父から子へ受け継がれるもの 〜「BIUTIFUL ビューティフル」〜

BIUTIFUL ビューティフル(2010年 スペイン/メキシコ)

バルセロナの下層に暮らし、不法就労斡旋のブローカーという非合法な仕事によって日々の糧を得る男は末期ガン、分かれた妻は躁鬱病を患い病院を出たり入ったり。それでも2人の子供たちにはちゃんとした教育を受けさせ、まともに育ってほしいと願うが、残された時間はあまりに短く…。

Buitiful 先週、映画館で観た。
英国王もスワンも映画館に行かず仕舞いになってしまったが、ようやく奮起してこの映画を観に行ったのは、アレハンドロ・ゴンサレス・イニャリトゥ監督と、ハビエル・バルデム主演という組み合わせに引かれてのこと。バルデム、出ずっぱりだけど、主演の華があるから、引き込まれてしまいます。

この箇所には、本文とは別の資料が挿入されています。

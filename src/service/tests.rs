use super::*;
use crate::broker::MemoryBroker;
use crate::datastore::{CommandRepository, CommandStatus, EntityRepository, MatchAll, SqliteDataStore};
use serde_json::json;

struct Harness {
    service: EntityService,
    datastore: Arc<SqliteDataStore>,
    broker: Arc<MemoryBroker>,
}

fn harness() -> Harness {
    let datastore = Arc::new(SqliteDataStore::open_in_memory().unwrap());
    datastore.init().unwrap();
    let broker = Arc::new(MemoryBroker::default());

    let service = EntityService::new(datastore.clone(), broker.clone());
    Harness {
        service,
        datastore,
        broker,
    }
}

fn power_on() -> Map<String, Value> {
    json!({"power": "on"}).as_object().cloned().unwrap()
}

#[tokio::test]
async fn test_command_for_missing_entity() {
    let h = harness();

    let result = h.service.process_command("ghost-1", power_on()).await;

    assert_eq!(result, Err(ServiceError::EntityNotFound));
    assert!(h.datastore.list_commands(&MatchAll).unwrap().is_empty());
    assert!(h.broker.published().is_empty());
}

#[tokio::test]
async fn test_command_issued_and_published() {
    let h = harness();
    h.service.add_entity(&Entity::new("e1", "Lamp")).unwrap();

    let command_id = h.service.process_command("e1", power_on()).await.unwrap();
    assert!(!command_id.is_empty());

    let command = h.datastore.get_command_by_id(&command_id).unwrap();
    assert_eq!(command.entity_id, "e1");
    assert_eq!(command.status, CommandStatus::Pending);
    assert!(command.resolved_at.is_none());
    assert_eq!(command.desired_state, power_on());

    let published = h.broker.published();
    assert_eq!(published.len(), 1);
    assert_eq!(published[0].topic, h.broker.format("entities/e1/update"));
    assert_eq!(published[0].message.key, command_id);

    let payload: Value = serde_json::from_slice(&published[0].message.payload).unwrap();
    assert_eq!(payload, json!({"power": "on"}));
}

#[tokio::test]
async fn test_each_command_gets_a_new_id() {
    let h = harness();
    h.service.add_entity(&Entity::new("e1", "Lamp")).unwrap();

    let first = h.service.process_command("e1", power_on()).await.unwrap();
    let second = h.service.process_command("e1", power_on()).await.unwrap();

    assert_ne!(first, second);
    assert_eq!(h.datastore.list_commands(&MatchAll).unwrap().len(), 2);
    assert_eq!(h.broker.published().len(), 2);
}

#[tokio::test]
async fn test_publish_failure_leaves_pending_command() {
    let h = harness();
    h.service.add_entity(&Entity::new("e1", "Lamp")).unwrap();
    h.broker.set_available(false);

    let err = h
        .service
        .process_command("e1", power_on())
        .await
        .expect_err("publish should fail");

    assert!(err.is_internal());
    assert_eq!(err.to_string(), "internal error");

    let ServiceError::Unpublished { command_id } = err else {
        panic!("expected Unpublished, got {:?}", err);
    };

    // Committed before the publish was attempted
    let command = h.datastore.get_command_by_id(&command_id).unwrap();
    assert_eq!(command.status, CommandStatus::Pending);
    assert!(h.broker.published().is_empty());
}

#[tokio::test]
async fn test_storage_failure_publishes_nothing() {
    let h = harness();
    h.service.add_entity(&Entity::new("e1", "Lamp")).unwrap();
    h.datastore.close().unwrap();

    let result = h.service.process_command("e1", power_on()).await;

    assert_eq!(result, Err(ServiceError::Internal));
    assert!(h.broker.published().is_empty());
}

#[test]
fn test_add_and_get_entity() {
    let h = harness();
    let entity = Entity::new("e1", "Lamp");

    h.service.add_entity(&entity).unwrap();

    assert_eq!(h.service.get_entity_by_id("e1").unwrap(), entity);
    assert_eq!(h.service.list_entities().unwrap(), vec![entity]);
}

#[test]
fn test_add_duplicate_entity() {
    let h = harness();
    h.service.add_entity(&Entity::new("e1", "Lamp")).unwrap();

    assert_eq!(
        h.service.add_entity(&Entity::new("e1", "Lamp")),
        Err(ServiceError::EntityAlreadyExists)
    );
}

#[test]
fn test_delete_then_lookup() {
    let h = harness();
    h.service.add_entity(&Entity::new("e2", "X")).unwrap();

    h.service.delete_entity("e2").unwrap();

    assert_eq!(
        h.service.get_entity_by_id("e2"),
        Err(ServiceError::EntityNotFound)
    );
    assert_eq!(h.service.delete_entity("e2"), Err(ServiceError::EntityNotFound));
}

#[test]
fn test_other_storage_errors_are_internal() {
    let datastore = Arc::new(SqliteDataStore::open_in_memory().unwrap());
    // No init: every collection is missing
    let service = EntityService::new(datastore.clone(), Arc::new(MemoryBroker::default()));

    assert_eq!(service.list_entities(), Err(ServiceError::Internal));
    assert_eq!(service.get_entity_by_id("e1"), Err(ServiceError::Internal));
    assert_eq!(
        service.add_entity(&Entity::new("e1", "Lamp")),
        Err(ServiceError::Internal)
    );
    assert!(datastore.list_entities().is_err());
}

非合法な仕事のかたわら、バルデムは近隣の人々の葬儀に呼ばれ、遺体を前にその者の遺言を聞き出し、遺族に伝えるという霊媒師のような小遣い稼ぎもしている。メキシコの監督の映画は死者の扱いが独特で面白い。祖先のガイコツを家に飾ってきた伝統と関係があるのだろうか。

(注意:以下ネタバレ)

バルデムが貯めてきたお金を渡して、子供たちの面倒を見ることを託したあの人は、あのまま祖国に帰ろうとして、何かに巻き込まれ命を落としたのだろう(と、自分は判断したけど)。おとぎ話のような甘いところは一切ない映画だったが、ラストで、父親から長女に、祖母の指輪とともに受け継がれたものがあることが分かったときに、静かな感動がある。娘自身はまだ気づいていない。父親は気づいただろうか。血は引き継がれていくという何よりのあかし。

ヨーロッパの不法就労者の描写では、偽ブランド品を路上で売るセネガル人たちが、警察の手入れが入ったときのためにすぐに店をたためるパラシュート式の敷物を考案して使っているところが面白かった。あれだけで、彼らがいかに際どいところで生きているかが分かるってもんだ。
あと、中国人の同性愛者が登場するが、中国では一人っ子政策の影響か、同性愛者が急増しているというニュースを目にしたばかりだったので、これもリアルな感じがした。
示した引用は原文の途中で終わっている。